The necessity of determining if savings have actually been achieved, which the study identified as a potentially "increasing source of conflict."
The idea that shared savings programs are dependent on generating shared savings sounds more like a Yogi Berra quote than a white paper finding, but it emerged in the research as a major potential issue. "Payers and providers must resolve the tension between statistical certainty that savings have been realized and providing a meaningful and attainable incentive for providers to generate savings," the report states.

Despite the value in experimentation, competing shared savings models may cause providers confusion if too many performance measures are created as a result.
If that happens, the report argues that "providers may find it difficult to focus." This, of course, is a persistent issue in the world of quality performance measures, but I hadn't considered it in this particular context before. And it also raises the key, somewhat counterintuitive point of whether too much experimentation with payment models will overwhelm hospitals and other providers.

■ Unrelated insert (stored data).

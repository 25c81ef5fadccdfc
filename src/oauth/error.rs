//! OAuth 2.1 error types and WWW-Authenticate header construction.
//!
//! Implements error responses per RFC 6750 Section 3, including the
//! `resource_metadata` parameter from RFC 9728 for Protected Resource
//! Metadata discovery.

use std::fmt;

/// OAuth 2.1 authentication/authorization error.
///
/// Each variant maps to a specific HTTP status code and `WWW-Authenticate`
/// header value per RFC 6750 Section 3.
#[derive(Debug, Clone)]
pub enum OAuthError {
    /// No bearer token was provided in the request.
    /// Returns HTTP 401 with `WWW-Authenticate: Bearer`.
    MissingToken,

    /// The provided token is invalid (malformed, signature mismatch, wrong
    /// issuer or audience, outside its validity window).
    /// Returns HTTP 401 with `error="invalid_token"`.
    InvalidToken {
        /// Human-readable description of why the token is invalid.
        description: String,
    },

    /// The token's scopes are insufficient for the requested operation.
    /// Returns HTTP 403 with `error="insufficient_scope"`.
    InsufficientScope {
        /// Scopes required by the operation.
        required: Vec<String>,
        /// Scopes present in the token.
        provided: Vec<String>,
    },

    /// The addressed server, or its tenant, is unknown or disabled.
    /// Returns HTTP 401 with `error="invalid_request"`.
    UnknownServer,
}

impl OAuthError {
    /// Returns the HTTP status code for this error.
    ///
    /// - 401 Unauthorized for authentication failures
    /// - 403 Forbidden for authorization failures (insufficient scope)
    pub fn status_code(&self) -> u16 {
        match self {
            OAuthError::InsufficientScope { .. } => 403,
            _ => 401,
        }
    }

    /// Builds the `WWW-Authenticate` header value per RFC 6750 Section 3.
    ///
    /// When `resource_metadata_url` is provided, includes the `resource_metadata`
    /// parameter per RFC 9728 so clients can discover the authorization server.
    pub fn www_authenticate(&self, resource_metadata_url: Option<&str>) -> String {
        let mut parts = Vec::new();

        if let Some(url) = resource_metadata_url {
            parts.push(format!("resource_metadata=\"{}\"", url));
        }

        match self {
            OAuthError::MissingToken => {
                // RFC 6750 Section 3: no error code when the request carried no credentials
                if parts.is_empty() {
                    return "Bearer".to_string();
                }
            }
            OAuthError::InvalidToken { description } => {
                parts.push("error=\"invalid_token\"".to_string());
                parts.push(format!("error_description=\"{}\"", description));
            }
            OAuthError::InsufficientScope { required, .. } => {
                parts.push("error=\"insufficient_scope\"".to_string());
                if !required.is_empty() {
                    parts.push(format!("scope=\"{}\"", required.join(" ")));
                }
            }
            OAuthError::UnknownServer => {
                parts.push("error=\"invalid_request\"".to_string());
                parts.push("error_description=\"unknown server\"".to_string());
            }
        }
        format!("Bearer {}", parts.join(", "))
    }
}

impl fmt::Display for OAuthError {
    fn fmt(&self, f: &mut fmt::Formatter<'_>) -> fmt::Result {
        match self {
            OAuthError::MissingToken => write!(f, "missing bearer token"),
            OAuthError::InvalidToken { description } => {
                write!(f, "invalid token: {}", description)
            }
            OAuthError::InsufficientScope { required, provided } => write!(
                f,
                "insufficient scope: required [{}], provided [{}]",
                required.join(", "),
                provided.join(", ")
            ),
            OAuthError::UnknownServer => write!(f, "unknown or disabled server"),
        }
    }
}

impl std::error::Error for OAuthError {}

Developing the competencies to effectively participate in a shared savings program may be harder for smaller organizations.
"The largest provider organizations have invested heavily in consulting services, process redesign, and infrastructure development, but not all provider organizations have the capacity to do so. Smaller provider organizations and those in poor financial health may have great difficulty responding to the incentive presented by the opportunity to share savings." That's a sobering thought for smaller hospitals who may be hoping to achieve gains by partnering with other moderately sized providers to leverage their combined community resources. And it raises the question of whether rural providers will have as much success in shared savings programs as those in large metropolitan areas.

It's a worthwhile read, and it brings up questions that all hospitals should consider before joining a shared savings program. Not the least of which, it turns out, is being able to know if those savings actually exist.